= Alice Friman =

American poet (born 1933)

Alice Friman (born October 20, 1933) is an American poet. She has taught at a number of universities and helped to found the Indiana Writers' Center. She is Professor Emerita at the University of Indianapolis, and was poet-in-residence at Georgia College & State University. She also used to host a poetry podcast, "Ask Alice".

==Biography==
Friman was born and raised in New York City. She married Elmer Friman in 1955, followed his job to Dayton, Ohio, in 1956, and in 1960 moved to Indianapolis, Indiana. Their children are H. Richard Friman, Paul Lawrence Friman, and Lillian Elaine Wilson. They divorced in 1975 and she married Marshall Bruce Gentry in 1989.

==Career==
Friman is a graduate of Brooklyn College (1954), holds a master's degree from Butler University (1971), and received an honorary doctorate from the University of Indianapolis (2002). She started writing poetry seriously in her forties and is one of the founders of the Indiana Writers' Center. Friman taught English and creative writing at the University of Indianapolis from 1971 to 1993 and has been Professor Emerita of English and Creative Writing since 1993. She was named "Teacher of the Year" at U of I in 1993. She also taught at Randolph College, Ball State University, Indiana State University, IUPUI, and Curtin University in Perth, Australia. In 2003 she moved to Milledgeville, Georgia, where she was poet-in-residence in the MFA program at Georgia College & State University. Friman used to host a poetry podcast titled Ask Alice, which was sponsored by the Georgia College MFA program and some episodes can be seen on YouTube.

==Publications==
Friman has published seven full-length collections of poetry: Blood Weather (LSU Press, 2019), The View from Saturn (LSU Press, 2014), Vinculum (LSU Press, 2011), The Book of the Rotten Daughter (BkMk Press, 2006), Zoo (University of Arkansas Press, 1999), Inverted Fire (BkMk Press, 1997), and Reporting from Corinth (The Barnwood Press, 1984). She has also authored several chapbooks of poetry: Driving for Jimmy Wonderland (Barnwood Press, 1992), Insomniac Heart (Years Press, 1990, 2nd printing 1991), Song to My Sister (Writers' Center Press, 1979), and A Question of Innocence (Raintree Press, Bloomington, IN, 1978).

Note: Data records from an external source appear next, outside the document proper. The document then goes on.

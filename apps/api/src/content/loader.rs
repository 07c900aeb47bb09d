use std::path::{Path, PathBuf};

use serde::de::DeserializeOwned;
use thiserror::Error;
use tracing::{debug, warn};
use walkdir::WalkDir;

use crate::content::frontmatter::{parse_frontmatter, split_frontmatter};
use crate::content::schema::Entry;

const EXTENSIONS: &[&str] = &["md", "mdx"];

#[derive(Debug, Error)]
pub enum ContentError {
    #[error("Failed to read {path}: {source}")]
    Io {
        path: PathBuf,
        #[source]
        source: std::io::Error,
    },

    #[error("Failed to walk {path}: {source}")]
    Walk {
        path: PathBuf,
        #[source]
        source: walkdir::Error,
    },

    #[error("{path}: document does not start with a `+++` frontmatter block")]
    MissingFrontmatter { path: PathBuf },

    #[error("{path}: frontmatter does not match the collection schema: {source}")]
    Schema {
        path: PathBuf,
        #[source]
        source: toml::de::Error,
    },
}

/// Loads every `*.md` / `*.mdx` document under `root`, validating each
/// frontmatter block against `T`. A missing root yields an empty collection.
pub fn load_collection<T: DeserializeOwned>(root: &Path) -> Result<Vec<Entry<T>>, ContentError> {
    if !root.is_dir() {
        warn!("Collection directory {} not found; treating as empty", root.display());
        return Ok(Vec::new());
    }

    let mut entries = Vec::new();
    for item in WalkDir::new(root).sort_by_file_name() {
        let item = item.map_err(|source| ContentError::Walk {
            path: root.to_path_buf(),
            source,
        })?;
        let path = item.path();
        if !item.file_type().is_file() || !has_content_extension(path) {
            continue;
        }

        let source = std::fs::read_to_string(path).map_err(|source| ContentError::Io {
            path: path.to_path_buf(),
            source,
        })?;
        let id = entry_id(root, path);
        debug!("Loading {id} from {}", path.display());
        entries.push(parse_entry(id, &source, path)?);
    }

    Ok(entries)
}

pub fn parse_entry<T: DeserializeOwned>(
    id: String,
    source: &str,
    path: &Path,
) -> Result<Entry<T>, ContentError> {
    let (frontmatter, body) =
        split_frontmatter(source).ok_or_else(|| ContentError::MissingFrontmatter {
            path: path.to_path_buf(),
        })?;
    let data = parse_frontmatter(frontmatter).map_err(|source| ContentError::Schema {
        path: path.to_path_buf(),
        source,
    })?;

    Ok(Entry {
        slug: id.clone(),
        id,
        data,
        body: body.trim_start_matches(['\r', '\n']).to_string(),
    })
}

fn has_content_extension(path: &Path) -> bool {
    path.extension()
        .and_then(|ext| ext.to_str())
        .map(|ext| EXTENSIONS.contains(&ext))
        .unwrap_or(false)
}

/// `blog/2024/hello.md` under `blog/` becomes `2024/hello`.
fn entry_id(root: &Path, path: &Path) -> String {
    let relative = path.strip_prefix(root).unwrap_or(path).with_extension("");
    relative
        .components()
        .map(|c| c.as_os_str().to_string_lossy())
        .collect::<Vec<_>>()
        .join("/")
}

#[cfg(test)]
mod tests {
    use std::fs;

    use super::*;
    use crate::content::schema::{BlogPostData, TestimonialData};

    const POST: &str = "+++\ntitle = \"Hello\"\ndescription = \"d\"\npubDate = 2024-01-02\n\
                        +++\n\nBody words here.\n";

    #[test]
    fn test_loads_nested_markdown_and_mdx() {
        let dir = tempfile::tempdir().unwrap();
        fs::create_dir_all(dir.path().join("2024")).unwrap();
        fs::write(dir.path().join("first.md"), POST).unwrap();
        fs::write(dir.path().join("2024/second.mdx"), POST).unwrap();
        fs::write(dir.path().join("notes.txt"), "ignored").unwrap();

        let entries: Vec<Entry<BlogPostData>> = load_collection(dir.path()).unwrap();
        let ids: Vec<_> = entries.iter().map(|e| e.id.as_str()).collect();
        assert_eq!(ids, vec!["2024/second", "first"]);
        assert_eq!(entries[1].slug, "first");
        assert_eq!(entries[1].body, "Body words here.\n");
    }

    #[test]
    fn test_missing_directory_is_empty() {
        let entries: Vec<Entry<TestimonialData>> =
            load_collection(Path::new("/nonexistent/testimonials")).unwrap();
        assert!(entries.is_empty());
    }

    #[test]
    fn test_schema_failure_names_file() {
        let dir = tempfile::tempdir().unwrap();
        let broken = "+++\ntitle = \"x\"\n+++\nbody";
        fs::write(dir.path().join("broken.md"), broken).unwrap();
        let err = load_collection::<BlogPostData>(dir.path()).unwrap_err();
        assert!(matches!(err, ContentError::Schema { .. }));
        assert!(err.to_string().contains("broken.md"));
    }

    #[test]
    fn test_document_without_frontmatter() {
        let err = parse_entry::<BlogPostData>("x".into(), "# Just markdown", Path::new("x.md"))
            .unwrap_err();
        assert!(matches!(err, ContentError::MissingFrontmatter { .. }));
    }
}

Her poetry has been included in numerous anthologies, including Pushcart Prize XXXVI and The Best American Poetry 2009. Essays by Friman include “Truth: The Road or the Rug” [essay on Carson McCullers] (published in The Georgia Review, 2012); “Letting Go” (published in The Movable Nest, Helicon Nine, Kansas City, MO, 2007); “The Office” (published in Arts & Letters Journal of Contemporary Culture, 2004); “Inking In the Myth” (published in Hopewell Review, 1996–97, and expanded in anthology Sleeping with One Eye Open: Women Writers and the Art of Survival, University of Georgia Press, 1999).

==Awards and honors==
Friman's many awards include two Pushcart Prize (2021) (2012); Ekphrasis Prize for Poetry (2012); the Georgia Writers' Association's Georgia Author of the Year Award for Poetry (2012); James Boatwright III Prize for Poetry, Shenandoah (2001); Creative Renewal Fellowship, Arts Council of Indianapolis (1999-2000); Individual Artist Fellowship, Indiana Arts Commission (1996–97); Poetry Society of America's Lucille Medwick Memorial Award (1993), Cecil Hemley Memorial Award (1990), and Consuelo Ford Award (1988); New England Poetry Club's Gretchen Warren Award (2011) and Erika Mumford Prize (1990, 2008); and Society for the Study of Midwestern Literature's Midwest Poetry Award (1990). She has been a Fellow at numerous literary colonies and centers including MacDowell, Yaddo, Bernheim Arboretum and Research Forest, VCCA, Millay, Leighton, Carson McCullers Center for Writers and Musicians, and Georgia Review/Bowers House Literary Center.

==Critical opinion==
Reviewers have expressed appreciation of Friman's poetry in publications including Poetry Daily, Image Journal, KCUR, Hollins Critic, and The Prairie Schooner.